START Records supplied
//! Core logger types

pub mod config;
pub mod encoder;
pub mod entry;
pub mod error;
pub mod level;
pub mod logger;

pub use config::{RotationPolicy, RouterConfig};
pub use encoder::{Encoder, TimestampFormat};
pub use entry::LogEntry;
pub use error::{LoggerError, Result};
pub use level::{LevelBand, LevelMask, LogLevel};
pub use logger::Logger;
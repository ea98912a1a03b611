//! Console appender with a fixed target stream
//!
//! Routes pick the stream: the DEBUG route mirrors to stdout, the ERROR route to
//! stderr. INFO and WARN never get a console mirror.

use crate::appenders::Appender;
use crate::core::encoder::Encoder;
use crate::core::entry::LogEntry;
use crate::core::error::Result;
use colored::Colorize;
use std::io::Write;
use std::sync::Arc;

#[derive(Debug, Clone, Copy, PartialEq, Eq)]
pub enum ConsoleTarget {
    Stdout,
    Stderr,
}

pub struct ConsoleAppender {
    target: ConsoleTarget,
    encoder: Arc<Encoder>,
    use_colors: bool,
}

impl ConsoleAppender {
    pub fn stdout(encoder: Arc<Encoder>) -> Self {
        Self {
            target: ConsoleTarget::Stdout,
            encoder,
            use_colors: false,
        }
    }

    pub fn stderr(encoder: Arc<Encoder>) -> Self {
        Self {
            target: ConsoleTarget::Stderr,
            encoder,
            use_colors: false,
        }
    }

    /// Enable colored level names in the encoded line
    #[must_use]
    pub fn with_colors(mut self, use_colors: bool) -> Self {
        self.use_colors = use_colors;
        self
    }

    #[must_use]
    pub fn target(&self) -> ConsoleTarget {
        self.target
    }

    fn format(&self, entry: &LogEntry) -> String {
        let line = self.encoder.encode(entry);
        if self.use_colors {
            line.color(entry.level.color_code()).to_string()
        } else {
            line
        }
    }
}

impl Appender for ConsoleAppender {
    fn append(&mut self, entry: &LogEntry) -> Result<()> {
        let line = self.format(entry);
        // writeln into a locked handle surfaces a closed stream as an error
        // instead of panicking mid-emit
        match self.target {
            ConsoleTarget::Stdout => writeln!(std::io::stdout().lock(), "{}", line)?,
            ConsoleTarget::Stderr => writeln!(std::io::stderr().lock(), "{}", line)?,
        }
        Ok(())
    }

    fn flush(&mut self) -> Result<()> {
        match self.target {
            ConsoleTarget::Stdout => std::io::stdout().flush()?,
            ConsoleTarget::Stderr => std::io::stderr().flush()?,
        }
        Ok(())
    }

    fn name(&self) -> &str {
        match self.target {
            ConsoleTarget::Stdout => "console_stdout",
            ConsoleTarget::Stderr => "console_stderr",
        }
    }
}
//! Sink implementations for formatted log output

pub mod console;
pub mod rotating_file;

pub use console::{ConsoleAppender, ConsoleTarget};
pub use rotating_file::RotatingFileAppender;

use crate::core::{entry::LogEntry, error::Result};

/// A destination for encoded log entries
///
/// Appenders must tolerate concurrent use behind the logger's locks; `flush`
/// blocks until buffered output reaches the target.
pub trait Appender: Send + Sync {
    fn append(&mut self, entry: &LogEntry) -> Result<()>;
    fn flush(&mut self) -> Result<()>;
    fn name(&self) -> &str;
}
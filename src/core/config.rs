//! Logger configuration types

use super::encoder::TimestampFormat;
use super::level::LevelMask;
use serde::{Deserialize, Serialize};
use std::path::PathBuf;

/// Rotation policy for one per-level log file
///
/// # Examples
///
/// ```
/// use sievelog::RotationPolicy;
///
/// let policy = RotationPolicy::new()
///     .with_max_bytes(50 * 1024 * 1024)
///     .with_max_backups(7)
///     .with_max_age_days(Some(30));
/// ```
#[derive(Debug, Clone, PartialEq, Eq, Serialize, Deserialize)]
pub struct RotationPolicy {
    /// Rotate once the active file reaches this size in bytes
    pub max_bytes: u64,
    /// Maximum number of rotated backups to keep
    pub max_backups: usize,
    /// Prune backups older than this many days, if set
    pub max_age_days: Option<u32>,
    /// Whether to gzip rotated backups
    pub compress: bool,
}

impl Default for RotationPolicy {
    /// 10 MB trigger, 5 backups, 10 days max age, no compression
    fn default() -> Self {
        Self {
            max_bytes: 10 * 1024 * 1024,
            max_backups: 5,
            max_age_days: Some(10),
            compress: false,
        }
    }
}

impl RotationPolicy {
    #[must_use]
    pub fn new() -> Self {
        Self::default()
    }

    #[must_use = "builder methods return a new value"]
    pub fn with_max_bytes(mut self, max_bytes: u64) -> Self {
        self.max_bytes = max_bytes;
        self
    }

    #[must_use = "builder methods return a new value"]
    pub fn with_max_backups(mut self, count: usize) -> Self {
        self.max_backups = count;
        self
    }

    #[must_use = "builder methods return a new value"]
    pub fn with_max_age_days(mut self, days: Option<u32>) -> Self {
        self.max_age_days = days;
        self
    }

    #[must_use = "builder methods return a new value"]
    pub fn with_compression(mut self, enabled: bool) -> Self {
        self.compress = enabled;
        self
    }
}

/// Full logger configuration: logs directory, active level mask, rotation and
/// formatting policies
///
/// Unlike the process-wide convenience layer in [`crate::global`], a
/// `RouterConfig` is an explicit value: pass it to
/// [`Logger::from_config`](crate::Logger::from_config) to build an isolated
/// logger for testing or dependency injection.
///
/// # Examples
///
/// ```
/// use sievelog::{LevelMask, RouterConfig};
///
/// let config = RouterConfig::new()
///     .with_dir("/var/log/myapp")
///     .with_mask(LevelMask::DEBUG | LevelMask::ERROR);
/// ```
#[derive(Debug, Clone, PartialEq, Serialize, Deserialize)]
#[serde(default)]
pub struct RouterConfig {
    /// Directory holding the per-level log files
    pub dir: PathBuf,
    /// Enabled severity levels
    pub mask: LevelMask,
    /// Rotation policy applied to every per-level file
    pub rotation: RotationPolicy,
    /// Timestamp format for encoded entries
    pub timestamp_format: TimestampFormat,
    /// Whether console mirrors use colored level names
    pub console_colors: bool,
}

impl Default for RouterConfig {
    /// `./logs` directory, INFO|ERROR mask, default rotation, plain console
    fn default() -> Self {
        Self {
            dir: PathBuf::from("./logs"),
            mask: LevelMask::default(),
            rotation: RotationPolicy::default(),
            timestamp_format: TimestampFormat::default(),
            console_colors: false,
        }
    }
}

impl RouterConfig {
    #[must_use]
    pub fn new() -> Self {
        Self::default()
    }

    #[must_use = "builder methods return a new value"]
    pub fn with_dir(mut self, dir: impl Into<PathBuf>) -> Self {
        self.dir = dir.into();
        self
    }

    #[must_use = "builder methods return a new value"]
    pub fn with_mask(mut self, mask: LevelMask) -> Self {
        self.mask = mask;
        self
    }

    #[must_use = "builder methods return a new value"]
    pub fn with_rotation(mut self, rotation: RotationPolicy) -> Self {
        self.rotation = rotation;
        self
    }

    #[must_use = "builder methods return a new value"]
    pub fn with_timestamp_format(mut self, format: TimestampFormat) -> Self {
        self.timestamp_format = format;
        self
    }

    #[must_use = "builder methods return a new value"]
    pub fn with_console_colors(mut self, enabled: bool) -> Self {
        self.console_colors = enabled;
        self
    }
}
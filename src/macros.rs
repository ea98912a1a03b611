//! Logging macros for the process-wide logger.
//!
//! These macros format a variadic argument list into a single message, as
//! `println!` does, and forward it to the installed logger. Call-site
//! attribution survives the macro: the logged `file:line` is the caller's,
//! not this crate's.
//!
//! # Examples
//!
//! ```no_run
//! use sievelog::{info, err};
//!
//! info!("server started");
//!
//! let port = 8080;
//! info!("listening on port {}", port);
//!
//! err!("connect failed: {} (attempt {})", "timeout", 3);
//! ```

/// Log a DEBUG message through the process-wide logger.
///
/// When DEBUG is enabled the entry lands in `debug.log` and on stdout.
#[macro_export]
macro_rules! debug {
    ($($arg:tt)+) => {
        $crate::global::debug(::core::format_args!($($arg)+))
    };
}

/// Log an INFO message through the process-wide logger.
#[macro_export]
macro_rules! info {
    ($($arg:tt)+) => {
        $crate::global::info(::core::format_args!($($arg)+))
    };
}

/// Log a WARN message through the process-wide logger.
#[macro_export]
macro_rules! warn {
    ($($arg:tt)+) => {
        $crate::global::warn(::core::format_args!($($arg)+))
    };
}

/// Log an ERROR message through the process-wide logger.
///
/// When ERROR is enabled the entry lands in `error.log` and on stderr.
#[macro_export]
macro_rules! err {
    ($($arg:tt)+) => {
        $crate::global::err(::core::format_args!($($arg)+))
    };
}

#[cfg(test)]
mod tests {
    use crate::core::config::RouterConfig;
    use crate::core::level::LevelMask;
    use tempfile::tempdir;

    // The process-wide logger is shared state, so all four macros run in one
    // test to keep the installed configuration stable.
    #[test]
    fn test_each_macro_emits_through_global() {
        let dir = tempdir().unwrap();
        crate::global::init(
            RouterConfig::new()
                .with_dir(dir.path())
                .with_mask(LevelMask::ALL),
        )
        .unwrap();

        debug!("macro debug {}", 1);
        info!("macro info {}", 2);
        warn!("macro warn {}", 3);
        err!("macro err {}", 4);

        for (name, expect) in [
            ("debug.log", "macro debug 1"),
            ("info.log", "macro info 2"),
            ("warn.log", "macro warn 3"),
            ("error.log", "macro err 4"),
        ] {
            let content = std::fs::read_to_string(dir.path().join(name)).unwrap();
            assert!(content.contains(expect), "{} missing entry", name);
            // Attribution stays at the macro call site
            assert!(content.contains("macros.rs:"), "{} missing call site", name);
        }
    }
}
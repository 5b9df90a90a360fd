use crate::errors::FileOpError;
use log::{info, warn};
use std::time::{Duration, Instant, SystemTime};
#[derive(Debug, Clone, Copy, PartialEq, Eq)]
pub enum AttemptStatus {
    Succeeded,
    Failed,
}
#[derive(Debug, Clone)]
pub struct TrailEntry {
    pub timestamp: SystemTime,
    pub status: AttemptStatus,
    pub description: String,
    pub error: Option<String>,
}
/// Every attempted leaf operation, in the order it was attempted.
pub struct ExecutionTrail {
    entries: Vec<TrailEntry>,
    start_time: Instant,
}
impl ExecutionTrail {
    pub fn new() -> Self {
        Self {
            entries: Vec::new(),
            start_time: Instant::now(),
        }
    }
    pub fn record_success(&mut self, description: String) {
        info!("{}", description);
        self.entries
            .push(TrailEntry {
                timestamp: SystemTime::now(),
                status: AttemptStatus::Succeeded,
                description,
                error: None,
            });
    }
    pub fn record_failure(&mut self, description: String, error: &FileOpError) {
        warn!("{} failed: {}", description, error);
        self.entries
            .push(TrailEntry {
                timestamp: SystemTime::now(),
                status: AttemptStatus::Failed,
                description,
                error: Some(error.message.clone()),
            });
    }
    pub fn entries(&self) -> &[TrailEntry] {
        &self.entries
    }
    pub fn is_empty(&self) -> bool {
        self.entries.is_empty()
    }
    pub fn clear(&mut self) {
        self.entries.clear();
    }
    pub fn stats(&self) -> TrailStats {
        let succeeded = self
            .entries
            .iter()
            .filter(|e| e.status == AttemptStatus::Succeeded)
            .count();
        TrailStats {
            total: self.entries.len(),
            succeeded,
            failed: self.entries.len() - succeeded,
            uptime: self.start_time.elapsed(),
        }
    }
    /// Balloon text for the whole run.
    pub fn summary(&self) -> String {
        let stats = self.stats();
        if stats.failed == 0 {
            format!("{} succeeded", stats.succeeded)
        } else {
            format!("{} succeeded, {} failed", stats.succeeded, stats.failed)
        }
    }
}
impl Default for ExecutionTrail {
    fn default() -> Self {
        Self::new()
    }
}
#[derive(Debug, Clone)]
pub struct TrailStats {
    pub total: usize,
    pub succeeded: usize,
    pub failed: usize,
    pub uptime: Duration,
}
END Records supplied
### Your assignment
For every line of the data above that contains "Serialize", copy that line.

### The answer
use serde::{Deserialize, Serialize};
#[derive(Debug, Clone, PartialEq, Eq, Serialize, Deserialize)]
#[derive(Debug, Clone, PartialEq, Serialize, Deserialize)]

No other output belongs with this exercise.